Secret Santa was only one of the distractions we created to prevent our souls from rotting like a crab apple caught beneath the floormat of a car left for days in the Virginia welt of summer. But the distraction that has taken on unparalleled nostalgia is Gash, our fictional goth-rock band. We had stage names. We wrote pages of song titles, penned haunting (no, really, truly haunting) lyrics, and a few melodies almost as sophisticated as Mary Had a Little Lamb. The point is: We were creative geniuses.
Receiving Bird by Bird was flattering (who doesn't want to be encouraged to do what they want to be encouraged to do?) and daunting. It felt like a gauntlet had been thrown. Write, the gauntlet said. I thought you said you wanted to write?
The conversation went something like this:
Matt: I found this book really helpful.
Me: Oh yes, I read bits and pieces of it in college.
Matt: It gives you ideas for how to get started!
Me: Indeed! Wow! Thank you so much. This is really awesome. This is just what I need. What a great gift! It will come in so handy as I flesh out this novel. Really. Wow! Thanks!

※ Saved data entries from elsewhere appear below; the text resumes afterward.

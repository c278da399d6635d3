//! Key ring backed by the `gpg` command line tool.
//!
//! Keys are listed with `--with-colons` and parsed from the machine
//! readable records. Only the primary key's fingerprint and first user ID
//! are kept.

use std::process::Command;

use passgate_core::{KeyInfo, KeyRing, KeyRingError};
use tracing::{debug, trace};

/// Validity flags marking a key as unusable: expired, revoked, invalid,
/// disabled.
const UNUSABLE_VALIDITY: &[char] = &['e', 'r', 'i', 'd'];

/// Stderr fragments gpg prints when a lookup finds nothing.
const NOT_FOUND_MARKERS: &[&str] = &["No public key", "No secret key"];

/// [`KeyRing`] that shells out to gpg.
#[derive(Debug, Clone)]
pub struct GpgKeyRing {
    binary: String,
}

impl GpgKeyRing {
    /// Use the given gpg executable.
    pub fn new(binary: impl Into<String>) -> Self {
        Self {
            binary: binary.into(),
        }
    }

    fn list(&self, mode: &str, id: Option<&str>) -> Result<Vec<KeyInfo>, KeyRingError> {
        let mut cmd = Command::new(&self.binary);
        cmd.args(["--batch", "--with-colons", "--fingerprint", mode]);
        if let Some(id) = id {
            cmd.arg("--").arg(id);
        }

        debug!(binary = %self.binary, mode = mode, "Listing keys");
        let output = cmd.output()?;
        let stdout = String::from_utf8_lossy(&output.stdout);

        if !output.status.success() {
            let stderr = String::from_utf8_lossy(&output.stderr);
            if NOT_FOUND_MARKERS.iter().any(|m| stderr.contains(m)) {
                trace!(id = ?id, "No matching keys");
                return Ok(parse_colons(&stdout));
            }
            return Err(KeyRingError::Backend(stderr.trim().to_string()));
        }

        Ok(parse_colons(&stdout))
    }
}

impl KeyRing for GpgKeyRing {
    fn list_public_keys(&self, id: &str) -> Result<Vec<KeyInfo>, KeyRingError> {
        self.list("--list-keys", Some(id))
    }

    fn list_private_keys(&self) -> Result<Vec<KeyInfo>, KeyRingError> {
        self.list("--list-secret-keys", None)
    }
}

#[derive(Default)]
struct PartialKey {
    fingerprint: Option<String>,
    user_id: Option<String>,
    usable: bool,
    // the next fpr record belongs to the primary key
    awaiting_fpr: bool,
}

impl PartialKey {
    fn finish(self) -> Option<KeyInfo> {
        let fingerprint = self.fingerprint?;
        let key = KeyInfo::new(fingerprint, self.user_id.unwrap_or_default());
        Some(if self.usable { key } else { key.unusable() })
    }
}

/// Parse `gpg --with-colons --fingerprint` output.
pub fn parse_colons(output: &str) -> Vec<KeyInfo> {
    let mut keys = Vec::new();
    let mut current: Option<PartialKey> = None;

    for line in output.lines() {
        let fields: Vec<&str> = line.split(':').collect();
        match fields.first().copied() {
            Some("pub") | Some("sec") => {
                if let Some(key) = current.take().and_then(PartialKey::finish) {
                    keys.push(key);
                }
                current = Some(PartialKey {
                    usable: record_usable(&fields),
                    awaiting_fpr: true,
                    ..PartialKey::default()
                });
            }
            Some("sub") | Some("ssb") => {
                if let Some(key) = current.as_mut() {
                    key.awaiting_fpr = false;
                }
            }
            Some("fpr") => {
                if let Some(key) = current.as_mut().filter(|k| k.awaiting_fpr) {
                    key.fingerprint = fields.get(9).map(|f| f.to_string());
                    key.awaiting_fpr = false;
                }
            }
            Some("uid") => {
                if let Some(key) = current.as_mut().filter(|k| k.user_id.is_none()) {
                    key.user_id = fields.get(9).map(|f| unescape(f));
                }
            }
            _ => {}
        }
    }

    if let Some(key) = current.and_then(PartialKey::finish) {
        keys.push(key);
    }
    keys
}

fn record_usable(fields: &[&str]) -> bool {
    let validity = fields.get(1).and_then(|v| v.chars().next());
    let disabled = fields.get(11).is_some_and(|caps| caps.contains('D'));
    !disabled && !validity.is_some_and(|v| UNUSABLE_VALIDITY.contains(&v))
}

/// Undo gpg's `\xHH` escaping in user IDs.
fn unescape(field: &str) -> String {
    let bytes = field.as_bytes();
    let mut out = Vec::with_capacity(bytes.len());
    let mut i = 0;
    while i < bytes.len() {
        if bytes[i] == b'\\' && bytes.get(i + 1) == Some(&b'x') {
            if let Some(b) = field
                .get(i + 2..i + 4)
                .and_then(|h| u8::from_str_radix(h, 16).ok())
            {
                out.push(b);
                i += 4;
                continue;
            }
        }
        out.push(bytes[i]);
        i += 1;
    }
    String::from_utf8_lossy(&out).into_owned()
}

I know what you're thinking. You're thinking, "Jesus. You got that book for Christmas, and here it is May, and I bet the point of this blog is that you're a lazy--and disingenuous--bastard and you haven't even opened the book yet."
Well, you're wrong!
It wasn't this past Christmas. It was three Christmases ago.
So, I've been reading it, nice and slow, a page at a time. And it's both enlightening and disturbing. The disturbing thing is that the book makes you realize how unoriginal all of your obsessive self-conscious thoughts are. Lamott talks about what it feels like to try to write.
What trying to write feels like to me is always one of two things: either the stabbing pain of inadequacy or the happy glow of conviction that I am the next great American writer. There is no in between. There is no "Oh, that's not too bad." Or, "Hmmm. This could be nice with a few tweaks." No. Instead, it's either "Fuckfuckfuck why do I do this I suck so bad at this what was I thinking and why does everything I write sound like a Cat Stevens lyric?" or it's "Oh, yes, Katie. Oh, yes. Yes, yes, yes. Brava, you little minx!"
That's kind of what Lamott is saying, too. But she's much smarter than I (duh). She says you have to write anyway. You're supposed to write drivel. You're supposed to keep spewing. You're supposed to hate yourself most of the time.
She says:
You are desperate to communicate, to edify or entertain, to preserve moments of grace or joy or transcendence, to make real or imagined events come alive. But you cannot will this to happen. It is a matter of persistence and faith and hard work. So you might as well just go ahead and get started.Brava, Anne Lamott, you little minx!
I will have a rough outline of my percolating novel done by Wednesday.